The function takes the query input, the loader and one of two possible query directions "head" or "tail".

.. code-block:: python

    qa = QAHandler(options=opts.get("qa_handler"))
    queries = [("anna", "speaks"), ("bernd", "speaks")]
    # direction == "head" or "tail"
    qa.calculate_answers(queries=queries, loader=loader, direction="tail")


**Query input types**

1. **From Python as strings**: **queries** can be a list of string queries (tuples or list) containing the source entity at the first and the relation
at the second position (see above)


2. **From file as strings**:  **queries** can be a file path where every line contains a tab separated query, *my-queries.txt*:


.. code-block:: bash

    anna    speaks
    bernd   speaks

.. note::

    Queries are always specified with the source entity first and subsequently with the relation. Even when **direction** is specified to be **head**.

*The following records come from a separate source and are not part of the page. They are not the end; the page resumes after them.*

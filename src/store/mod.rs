//! The transaction store: the authoritative, ordered collection of transactions for a session,
//! mirrored to a durable `Storage` slot after every change.

mod seed;
mod storage;

pub use seed::seed_transactions;
pub use storage::{DirStorage, MemoryStorage, Storage};

use crate::model::Transaction;
use crate::Result;
use anyhow::Context;
use tracing::{debug, info, warn};

/// The key under which the whole transaction collection is stored.
pub const STORAGE_KEY: &str = "smartfinance_transactions";

/// Owns the transaction collection. Mutations write through to storage and hand back the new
/// snapshot; readers only ever see the collection between mutations.
#[derive(Debug)]
pub struct Store {
    storage: Box<dyn Storage + Send>,
    transactions: Vec<Transaction>,
}

impl Store {
    /// Loads the stored collection. If nothing is stored, or what is stored cannot be read or
    /// parsed, the store starts from the example transactions instead. This never fails.
    pub fn load(storage: Box<dyn Storage + Send>) -> Self {
        let transactions = match read_transactions(storage.as_ref()) {
            Ok(Some(transactions)) => {
                debug!("Loaded {} transactions", transactions.len());
                transactions
            }
            Ok(None) => {
                info!("No saved transactions found, starting from the example transactions");
                seed_transactions()
            }
            Err(e) => {
                warn!("Unable to load saved transactions, starting from the example transactions: {e:#}");
                seed_transactions()
            }
        };
        Self {
            storage,
            transactions,
        }
    }

    /// The current collection, most recently added first.
    pub fn snapshot(&self) -> &[Transaction] {
        &self.transactions
    }

    pub fn get(&self, id: &str) -> Option<&Transaction> {
        self.transactions.iter().find(|t| t.id() == id)
    }

    pub fn len(&self) -> usize {
        self.transactions.len()
    }

    pub fn is_empty(&self) -> bool {
        self.transactions.is_empty()
    }

    /// Puts `transaction` at the front of the collection. No validation happens here, that is the
    /// job of `NewTransaction::validate`.
    pub fn add(&mut self, transaction: Transaction) -> &[Transaction] {
        debug!("Adding transaction {}", transaction.id());
        self.transactions.insert(0, transaction);
        self.write_through();
        self.snapshot()
    }

    /// Removes the transaction whose ID is `id`. Removing an ID that is not present does nothing.
    pub fn remove(&mut self, id: &str) -> &[Transaction] {
        match self.transactions.iter().position(|t| t.id() == id) {
            Some(ix) => {
                let removed = self.transactions.remove(ix);
                debug!("Removed transaction {}", removed.id());
                self.write_through();
            }
            None => debug!("No transaction with ID '{id}', nothing to remove"),
        }
        self.snapshot()
    }

    /// Serializes the entire collection and overwrites the stored copy.
    pub fn persist(&mut self) -> Result<()> {
        let json = serde_json::to_string_pretty(&self.transactions)
            .context("Unable to serialize transactions")?;
        self.storage
            .set(STORAGE_KEY, &json)
            .context("Unable to save transactions")
    }

    /// Hands back the storage, e.g. to load a fresh `Store` from it.
    pub fn into_storage(self) -> Box<dyn Storage + Send> {
        self.storage
    }

    /// Best-effort persistence after a mutation: failures are logged and not retried.
    fn write_through(&mut self) {
        if let Err(e) = self.persist() {
            warn!("Changes are kept in memory but could not be saved: {e:#}");
        }
    }
}

fn read_transactions(storage: &dyn Storage) -> Result<Option<Vec<Transaction>>> {
    let Some(json) = storage.get(STORAGE_KEY)? else {
        return Ok(None);
    };
    let transactions =
        serde_json::from_str(&json).context("The saved transactions are not valid")?;
    Ok(Some(transactions))
}

#[cfg(test)]
mod tests {
    use super::*;
    use crate::model::{Amount, NewTransaction, TransactionKind};
    use rust_decimal::Decimal;
    use std::str::FromStr;
    use tempfile::TempDir;

    fn expense(units: u32) -> Transaction {
        NewTransaction::new(TransactionKind::Expense, Amount::from_units(units))
            .validate()
            .unwrap()
    }

    fn empty_store() -> Store {
        Store::load(Box::new(MemoryStorage::with_value(STORAGE_KEY, "[]")))
    }

    #[derive(Debug)]
    struct BrokenStorage;

    impl Storage for BrokenStorage {
        fn get(&self, _key: &str) -> Result<Option<String>> {
            anyhow::bail!("disk on fire")
        }

        fn set(&mut self, _key: &str, _value: &str) -> Result<()> {
            anyhow::bail!("disk on fire")
        }
    }

    #[test]
    fn test_load_missing_uses_seed() {
        let store = Store::load(Box::new(MemoryStorage::new()));
        assert_eq!(seed_transactions(), store.snapshot());
    }

    #[test]
    fn test_load_malformed_uses_seed() {
        let storage = MemoryStorage::with_value(STORAGE_KEY, "{not json");
        let store = Store::load(Box::new(storage));
        assert_eq!(seed_transactions(), store.snapshot());
    }

    #[test]
    fn test_load_unreadable_uses_seed() {
        let store = Store::load(Box::new(BrokenStorage));
        assert_eq!(seed_transactions(), store.snapshot());
    }

    #[test]
    fn test_load_empty_list_stays_empty() {
        let store = empty_store();
        assert!(store.is_empty());
    }

    #[test]
    fn test_add_prepends() {
        let mut store = Store::load(Box::new(MemoryStorage::new()));
        let t = expense(10);
        let snapshot = store.add(t.clone());
        assert_eq!(&t, &snapshot[0]);
        assert_eq!(seed_transactions().len() + 1, snapshot.len());
    }

    #[test]
    fn test_add_writes_through() {
        let mut store = empty_store();
        let t = expense(10);
        store.add(t.clone());
        let reloaded = Store::load(store.into_storage());
        assert_eq!(vec![t], reloaded.snapshot());
    }

    #[test]
    fn test_remove_existing() {
        let mut store = Store::load(Box::new(MemoryStorage::new()));
        let before = store.len();
        let snapshot = store.remove("3");
        assert_eq!(before - 1, snapshot.len());
        assert!(snapshot.iter().all(|t| t.id() != "3"));
        assert!(store.get("3").is_none());
    }

    #[test]
    fn test_remove_missing_is_noop() {
        let mut store = Store::load(Box::new(MemoryStorage::new()));
        let before = store.snapshot().to_vec();
        let after = store.remove("no-such-id").to_vec();
        assert_eq!(before, after);
    }

    #[test]
    fn test_remove_writes_through() {
        let mut store = Store::load(Box::new(MemoryStorage::new()));
        store.remove("1");
        let reloaded = Store::load(store.into_storage());
        assert!(reloaded.get("1").is_none());
        assert_eq!(seed_transactions().len() - 1, reloaded.len());
    }

    #[test]
    fn test_persist_load_round_trip() {
        let dir = TempDir::new().unwrap();
        let mut store = Store::load(Box::new(DirStorage::new(dir.path())));
        store.add(expense(123));
        store.persist().unwrap();
        store.persist().unwrap();
        let original = store.snapshot().to_vec();

        let reloaded = Store::load(Box::new(DirStorage::new(dir.path())));
        assert_eq!(original, reloaded.snapshot());
    }

    #[test]
    fn test_round_trip_keeps_exact_amounts() {
        let mut store = empty_store();
        let values = [
            "0.1",
            "0.07",
            "12.34",
            "1234567.89",
            "123456789012.34",
            "9999999999999.99",
            "9999999999999",
        ];
        for value in values {
            let amount = Amount::from_str(value).unwrap();
            let t = NewTransaction::new(TransactionKind::Income, amount)
                .validate()
                .unwrap();
            store.add(t);
        }
        let original = store.snapshot().to_vec();

        let reloaded = Store::load(store.into_storage());
        assert_eq!(original, reloaded.snapshot());
        let amounts: Vec<Decimal> = reloaded
            .snapshot()
            .iter()
            .rev()
            .map(|t| t.amount().value())
            .collect();
        let expected: Vec<Decimal> = values
            .iter()
            .map(|v| Decimal::from_str(v).unwrap())
            .collect();
        assert_eq!(expected, amounts);
    }

    #[test]
    fn test_persist_failure_is_reported_but_mutation_is_kept() {
        let mut store = Store::load(Box::new(BrokenStorage));
        let t = expense(5);
        store.add(t.clone());
        assert_eq!(Some(&t), store.get(t.id()));
        assert!(store.persist().is_err());
    }
}
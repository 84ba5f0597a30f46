use crate::commands::Out;
use crate::{Config, Result};
use anyhow::Context;
use std::path::Path;

/// Creates the data directory, its `data` subdirectory and an initial `config.json` with default
/// settings.
///
/// # Errors
/// - Returns an error if the directory was already initialized or any file operation fails.
pub async fn init(home: &Path) -> Result<Out<()>> {
    let config = Config::create(home)
        .await
        .context("Unable to create the data directory and config")?;
    Ok(format!(
        "Successfully created the smartfinance directory at {}",
        config.root().display()
    )
    .into())
}

#[cfg(test)]
mod tests {
    use super::*;
    use tempfile::TempDir;

    #[tokio::test]
    async fn test_init() {
        let dir = TempDir::new().unwrap();
        let home = dir.path().join("sf");
        let out = init(&home).await.unwrap();
        assert!(out.message().contains("Successfully created"));
        assert!(Config::load(&home).await.is_ok());
    }
}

3. **From Python as idx's**: **queries** can be a list or 2d np.array of idx's queries. This requires the user to know
the relation and entity index. Either by retrieving them from the loader **after** data is loaded or by setting them **before** data is loaded. See also in the section :doc:`../data/loading_data`.
The following example sets the entity and relation index before loading data and rules.


.. code-block:: python

    from c_clause import QAHandler, Loader
    from clause import Options
    import numpy as np

    data = [
        ("anna", "livesIn", "london"),
        ("anna", "learns", "english"),
        ("bernd", "speaks", "french")
    ]
    rules = [
        "speaks(X,Y) <= learns(X,Y)",
        "speaks(X,english) <= livesIn(X,london)",
        "speaks(X,english) <= speaks(X,A)"
    ]
    stats = [
        [20, 10],
        [40, 35],
        [50, 5],
    ]
   
    opts = Options()
    loader = Loader(opts.get("loader"))
   
    # 0:anna, 1:bernd 2:london ...
    entity_index = ["anna", "bernd", "london", "english", "french"]
    relation_index = ["speaks", "livesIn", "learns"]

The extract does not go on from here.